The first 200 miles of the mantle are made of a very strange substance. Have you ever seen the black asphalt
that streets are often made of? Think of those streets on a hot summer afternoon. Sometimes the asphalt
gets so hot that it sticks to your shoes as you walk across a newly paved parking lot. This thick material
behaves similar to the material in the upper and middle mantle; we often call it plastic. The material ranges in
temperature from 2,500F (1400C) and 5,400F (3000C) and the density is between 3.4g/cm³ and 4.3g/cm³.
Nearer the lower regions of the mantle, the asthenosphere is a thick, tough, sludge like liquid with
temperatures around 5,000F. It is in this middle region of the mantle that the greatest difference in
temperature occurs within the Earth. The simple fact that there is nearly a 3,000F change from the top of
the asthenosphere to the bottom causes the formation of convection currents. Convection currents occur in
areas of the asthenosphere where the cooler, more dense mantel material sinks to the lower regions of the
asthenosphere where it is heated up. Once heated, the material becomes less dense and rises up to the lower
regions of the mantle where it cools and...

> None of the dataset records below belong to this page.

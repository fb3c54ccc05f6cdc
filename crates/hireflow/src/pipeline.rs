//! Hiring pipeline projection: applications grouped into status lanes.

use serde::Serialize;

use crate::application::{ApplicationRecord, ApplicationStatus};

/// One pipeline lane.
#[derive(Debug, Clone, PartialEq, Serialize)]
#[serde(rename_all = "camelCase")]
pub struct Lane {
    pub status: ApplicationStatus,
    /// Most recent application first.
    pub records: Vec<ApplicationRecord>,
}

impl Lane {
    pub fn len(&self) -> usize {
        self.records.len()
    }

    pub fn is_empty(&self) -> bool {
        self.records.is_empty()
    }
}

/// Six lanes in display order; lanes without records are present and empty.
///
/// Only [`project`] builds a view, so every status always has its lane.
#[derive(Debug, Clone, PartialEq, Serialize)]
#[serde(rename_all = "camelCase")]
pub struct PipelineView {
    lanes: Vec<Lane>,
}

impl PipelineView {
    pub fn lanes(&self) -> &[Lane] {
        &self.lanes
    }

    pub fn lane(&self, status: ApplicationStatus) -> &Lane {
        // lanes follow ApplicationStatus::ALL, which is declaration order
        &self.lanes[status as usize]
    }

    pub fn into_lanes(self) -> Vec<Lane> {
        self.lanes
    }

    pub fn lane_lengths(&self) -> Vec<usize> {
        self.lanes.iter().map(Lane::len).collect()
    }

    pub fn total(&self) -> usize {
        self.lanes.iter().map(Lane::len).sum()
    }
}

/// Groups `records` by status, newest application first within each lane.
pub fn project(records: &[ApplicationRecord]) -> PipelineView {
    let mut lanes: Vec<Lane> = ApplicationStatus::ALL
        .iter()
        .map(|status| Lane {
            status: *status,
            records: Vec::new(),
        })
        .collect();

    for record in records {
        lanes[record.status as usize].records.push(record.clone());
    }

    for lane in &mut lanes {
        lane.records
            .sort_by(|a, b| b.applied_at.cmp(&a.applied_at).then_with(|| a.id.cmp(&b.id)));
    }

    PipelineView { lanes }
}
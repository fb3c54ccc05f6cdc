use std::path::PathBuf;
use std::time::Duration;

use serde::{Deserialize, Serialize};

use crate::bulk::BulkSettings;

#[derive(Debug, Clone, Serialize, Deserialize)]
pub struct EngineConfig {
    pub version: String,
    /// SQLite database file. `None` selects the per-user default.
    #[serde(default)]
    pub database_path: Option<PathBuf>,
    #[serde(default = "default_bulk_concurrency")]
    pub bulk_concurrency: usize,
    #[serde(default = "default_collaborator_timeout_ms")]
    pub collaborator_timeout_ms: u64,
    #[serde(default = "default_cache_ttl_secs")]
    pub cache_ttl_secs: u64,
    #[serde(default = "default_cache_capacity")]
    pub cache_capacity: u64,
    #[serde(default)]
    pub logging: LoggingConfig,
}

fn default_bulk_concurrency() -> usize {
    8
}

fn default_collaborator_timeout_ms() -> u64 {
    5_000
}

fn default_cache_ttl_secs() -> u64 {
    30
}

fn default_cache_capacity() -> u64 {
    256
}

impl Default for EngineConfig {
    fn default() -> Self {
        Self {
            version: "1.0".to_string(),
            database_path: None,
            bulk_concurrency: default_bulk_concurrency(),
            collaborator_timeout_ms: default_collaborator_timeout_ms(),
            cache_ttl_secs: default_cache_ttl_secs(),
            cache_capacity: default_cache_capacity(),
            logging: LoggingConfig::default(),
        }
    }
}

impl EngineConfig {
    pub fn collaborator_timeout(&self) -> Duration {
        Duration::from_millis(self.collaborator_timeout_ms)
    }

    pub fn bulk_settings(&self) -> BulkSettings {
        BulkSettings {
            concurrency: self.bulk_concurrency,
            timeout: self.collaborator_timeout(),
        }
    }

    /// The memoization cache is off when either its TTL or capacity is zero.
    pub fn cache_enabled(&self) -> bool {
        self.cache_ttl_secs > 0 && self.cache_capacity > 0
    }

    /// Configured database path, falling back to `~/.hireflow/data/hireflow.db`.
    pub fn resolved_database_path(&self) -> Option<PathBuf> {
        self.database_path
            .clone()
            .or_else(crate::db::default_database_path)
    }
}

#[derive(Debug, Clone, Serialize, Deserialize)]
pub struct LoggingConfig {
    #[serde(default = "default_level")]
    pub level: String,
    #[serde(default)]
    pub format: LogFormat,
}

fn default_level() -> String {
    "info".to_string()
}

impl Default for LoggingConfig {
    fn default() -> Self {
        Self {
            level: default_level(),
            format: LogFormat::default(),
        }
    }
}

#[derive(Debug, Clone, Copy, Default, PartialEq, Eq, Serialize, Deserialize)]
#[serde(rename_all = "lowercase")]
pub enum LogFormat {
    #[default]
    Text,
    Json,
}
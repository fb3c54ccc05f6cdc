//! Human-readable renderings of application records.
//!
//! Joined fields are optional on the record. This module is the only place
//! that substitutes fallbacks for them.

use crate::application::{ApplicationRecord, ApplicationStatus};

/// Fallback for a missing applicant name or job title.
pub const UNKNOWN: &str = "Unknown";

/// Fallback for any other missing value.
pub const NOT_AVAILABLE: &str = "N/A";

const DATE_FORMAT: &str = "%m/%d/%Y";

fn or_fallback<'a>(value: Option<&'a str>, fallback: &'static str) -> &'a str {
    match value.map(str::trim) {
        Some(v) if !v.is_empty() => v,
        _ => fallback,
    }
}

pub fn applicant_name(record: &ApplicationRecord) -> &str {
    or_fallback(record.applicant_name.as_deref(), UNKNOWN)
}

pub fn job_title(record: &ApplicationRecord) -> &str {
    or_fallback(record.job_title.as_deref(), UNKNOWN)
}

pub fn company(record: &ApplicationRecord) -> &str {
    or_fallback(record.company.as_deref(), NOT_AVAILABLE)
}

/// `under_review` renders as `UNDER REVIEW`.
pub fn status_label(status: ApplicationStatus) -> String {
    status.label()
}

pub fn applied_date(record: &ApplicationRecord) -> String {
    record.applied_at.format(DATE_FORMAT).to_string()
}

/// `Completed` once the assignment was submitted, otherwise the secondary
/// assignment status if any.
pub fn assignment(record: &ApplicationRecord) -> String {
    if record.assignment_completed {
        return "Completed".to_string();
    }
    or_fallback(record.assignment_status.as_deref(), NOT_AVAILABLE).to_string()
}

pub fn payment(record: &ApplicationRecord) -> String {
    match record.payment_status {
        Some(status) => status.label(),
        None => NOT_AVAILABLE.to_string(),
    }
}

The upper mantle is referred to as the lithosphere. Though the lithosphere is made up of the same material
as the asthenosphere it is more rigid (more solid) due to the lower temperatures. This layer is associated with
the Earth’s crust and together they make up large pieces called lithospheric plates. These plates move
around, crashing into each other causing earthquakes and volcanoes. The convection currents generated in
the asthenosphere slowly, yet forcefully, interact with the solid, sticky lithospheric plates to move them.
Essentially, the lithospheric plates are gliding around on a sea of churning asthenosphere.
The Outer Core
As you move ever deeper into the center of the Earth, the conditions continue to become more and more
extreme. The outer core begins at around 1,800 miles (2,890 km) deep and continues until it reaches the
inner core at nearly 3,200 miles (5,150 km). With an ever-increasing amount of pressure from the material
above, the outer core’s density is around 11 g/cm³, nearly four times as dense as the granite that makes up
the continental crust miles above. Temperatures here soar as well, ranging from 7,200 – 9,000F (40005000C). The outer core is so hot that the iron and nickel that make up the material there remain in a molten,
liquid state. As in the asthenosphere the difference in temperature from the mantle boundary to the inner
core boundary cause convection currents to form in the outer core.
The Inner Core
By way of contrast, the inner core is under so much more pressure than the outer core that the density of the
iron and nickel material can be as high as 15 g/cm³. At these pressures, even though the temperature reaches
9,000 – 11,000F (5000-6000C), the inner core remains a solid ball. The convection currents in the outer core
rotate the solid inner core and it is that motion that creates
magnetism, which, in turn, creates the occurrence of the north and
south poles. At depths between 3,200 – 4,000 miles (5,150-6,370 km)
below the earth's surface we can only guess what the conditions are
really like. We use the seismic waves generated by earthquakes to
determine the temperatures and densities of the different layers of the
Earth’s interior. Seismic waves travel at different speeds through
different densities of material. A few simple calculations using arrival
times of these seismic waves from an earthquake on the other side of
the planet gives us a pretty good idea about the densities and
temperatures of the different layers.